Es necesario señalar y
excluir la mentira: no es aceptable convivir con ella. No es algo
comparable con el error: al error tenemos derecho, es posible -es
inevitable-, y se puede convivir con él, siempre que lo reconozcamos y
estemos dispuestos a rectificar oportunamente. Pero con la mentira no
puede haber transigencia: el mentiroso deforma conscientemente la
realidad y opta por una actitud hostil, dañina: nos ataca. Por eso debe
ser señalado. No merece nuestra atención, hay que desacreditarlo
inmediata e inapelablemente.
Se da por
sentado que todo el mundo miente. No es verdad. Pero sí es verdad que
hoy existen grupos, partidos, publicaciones, que mienten por sistema,
que han hecho de la mentira una forma de instalación en el mundo. Su
sombra se proyecta con una eficacia desconocida, alentada por una
aceptación social cómplice y acrítica.
No
perdamos la esperanza. Las personas son, en su mayor parte, decentes.
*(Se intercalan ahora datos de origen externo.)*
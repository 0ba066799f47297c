// Copyright (c) 2025 Dimitris Kafetzis
//
// Licensed under the MIT License.
// See LICENSE file in the project root for full license information.
//
// SPDX-License-Identifier: MIT

//! One inference request: device buffers plus the pipeline bound to them.

use crate::{
    ExecutionPipeline, InferenceMetrics, ProfilingResources, RuntimeConfig, RuntimeError,
    RuntimeResult,
};
use npu_common::NpuConfig;
use npu_driver::DeviceBuffer;
use npu_graph::{ArgumentDescriptor, CompiledGraph, GraphError};
use std::sync::Arc;
use std::time::Instant;

/// The result of a single inference.
#[derive(Debug)]
pub struct InferenceOutput {
    /// Output tensors in declaration order.
    pub outputs: Vec<Vec<u8>>,
    pub metrics: InferenceMetrics,
}

/// Buffers sized for the whole request and a pipeline splitting them across
/// streams. Requests built from the same graph can run concurrently.
#[derive(Debug)]
pub struct InferRequest {
    pipeline: ExecutionPipeline,
    inputs: Vec<DeviceBuffer>,
    outputs: Vec<DeviceBuffer>,
    config: NpuConfig,
}

impl InferRequest {
    pub fn new(graph: Arc<CompiledGraph>, config: &RuntimeConfig) -> RuntimeResult<Self> {
        let Some(driver) = graph.driver().cloned().filter(|_| !graph.is_export_only()) else {
            return Err(GraphError::Config(format!(
                "'{}' has no device graph; only export is available",
                graph.metadata().name
            ))
            .into());
        };
        let stream_count = config.resolve_stream_count(graph.batch_size())?;

        let allocate = |descriptors: &[ArgumentDescriptor]| {
            descriptors
                .iter()
                .map(|d| {
                    DeviceBuffer::new(Arc::clone(&driver), d.properties.size_bytes() * stream_count)
                })
                .collect::<Result<Vec<_>, _>>()
        };
        let inputs = allocate(graph.input_descriptors())?;
        let outputs = allocate(graph.output_descriptors())?;

        let profiling =
            ProfilingResources::new(&graph, &config.npu, config.timestamps, stream_count)?;
        let input_tensors: Vec<_> = inputs.iter().map(DeviceBuffer::tensor_data).collect();
        let output_tensors: Vec<_> = outputs.iter().map(DeviceBuffer::tensor_data).collect();
        let pipeline = ExecutionPipeline::new(
            &config.npu,
            graph,
            profiling,
            &input_tensors,
            &output_tensors,
            stream_count,
        )?
        .with_wait_timeout(config.wait_timeout());

        Ok(Self {
            pipeline,
            inputs,
            outputs,
            config: config.npu.clone(),
        })
    }

    /// Expected byte size of every input, in declaration order.
    pub fn input_sizes(&self) -> Vec<usize> {
        self.inputs.iter().map(DeviceBuffer::size).collect()
    }

    pub fn output_sizes(&self) -> Vec<usize> {
        self.outputs.iter().map(DeviceBuffer::size).collect()
    }

    pub fn pipeline(&self) -> &ExecutionPipeline {
        &self.pipeline
    }

    /// Copies `inputs` in, runs every stream and copies the outputs back.
    pub fn infer(&mut self, inputs: &[&[u8]]) -> RuntimeResult<InferenceOutput> {
        let started = Instant::now();
        let graph = Arc::clone(self.pipeline.graph());
        let mut metrics = InferenceMetrics::new(self.pipeline.stream_count());

        if !self.pipeline.is_idle() {
            // A previous run failed while waiting; finish it before reusing the streams.
            self.pipeline.pull()?;
            self.pipeline.reset()?;
        }

        if inputs.len() != self.inputs.len() {
            return Err(RuntimeError::ConfigError(format!(
                "'{}' takes {} inputs, got {}",
                graph.metadata().name,
                self.inputs.len(),
                inputs.len()
            )));
        }
        for ((buffer, data), descriptor) in self
            .inputs
            .iter()
            .zip(inputs)
            .zip(graph.input_descriptors())
        {
            if data.len() != buffer.size() {
                return Err(RuntimeError::TensorSizeMismatch {
                    name: descriptor.properties.name.clone(),
                    expected: buffer.size(),
                    actual: data.len(),
                });
            }
            buffer.write(data)?;
        }
        metrics.input_copy_duration = started.elapsed();

        self.pipeline.push()?;
        self.pipeline.pull()?;
        metrics.record_streams(&self.pipeline.timings());
        if let Some(raw) = self.pipeline.profiling().query_data()? {
            metrics.operations = graph.process_profiling_output(&raw, &self.config)?;
        }

        let copy_started = Instant::now();
        let outputs = self
            .outputs
            .iter()
            .map(DeviceBuffer::to_vec)
            .collect::<Result<Vec<_>, _>>()?;
        metrics.output_copy_duration = copy_started.elapsed();

        self.pipeline.reset()?;
        metrics.finalise(started.elapsed());
        tracing::debug!("{}", metrics.summary());
        Ok(InferenceOutput { outputs, metrics })
    }
}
Les gusta lo bueno y lo distinguen de lo malo, prefieren lo mejor a lo
menos bueno y reconocen la bazofia aunque se les presente aliñada. Puede
ser que, alguna vez, pasiva y resignadamente, acaben por aceptarla,
pero no se entregan a ella. Son capaces de sentir admiración por lo que
es admirable y lo repugnante les provoca rechazo. No siempre se atreven a
alzar la voz entre el griterío que les rodea, pero reconocen el fulgor
de la verdad y perciben con claridad la hostilidad de la mentira.
No hay más defensa contra el mentiroso que aislarlo, dejarlo al margen, “pasar de él”. ¿Merece la pena seguir
dedicando nuestra atención y nuestro tiempo al que ha probado ya que
miente? No podemos poner nuestra vida en manos de quien la desprecia. No
podemos ser solidarios con quien pretende que las nuevas generaciones
ignoren quiénes son, de dónde vienen, en qué época han nacido y de qué
recursos disponen para vivir una vida a la altura de su tiempo.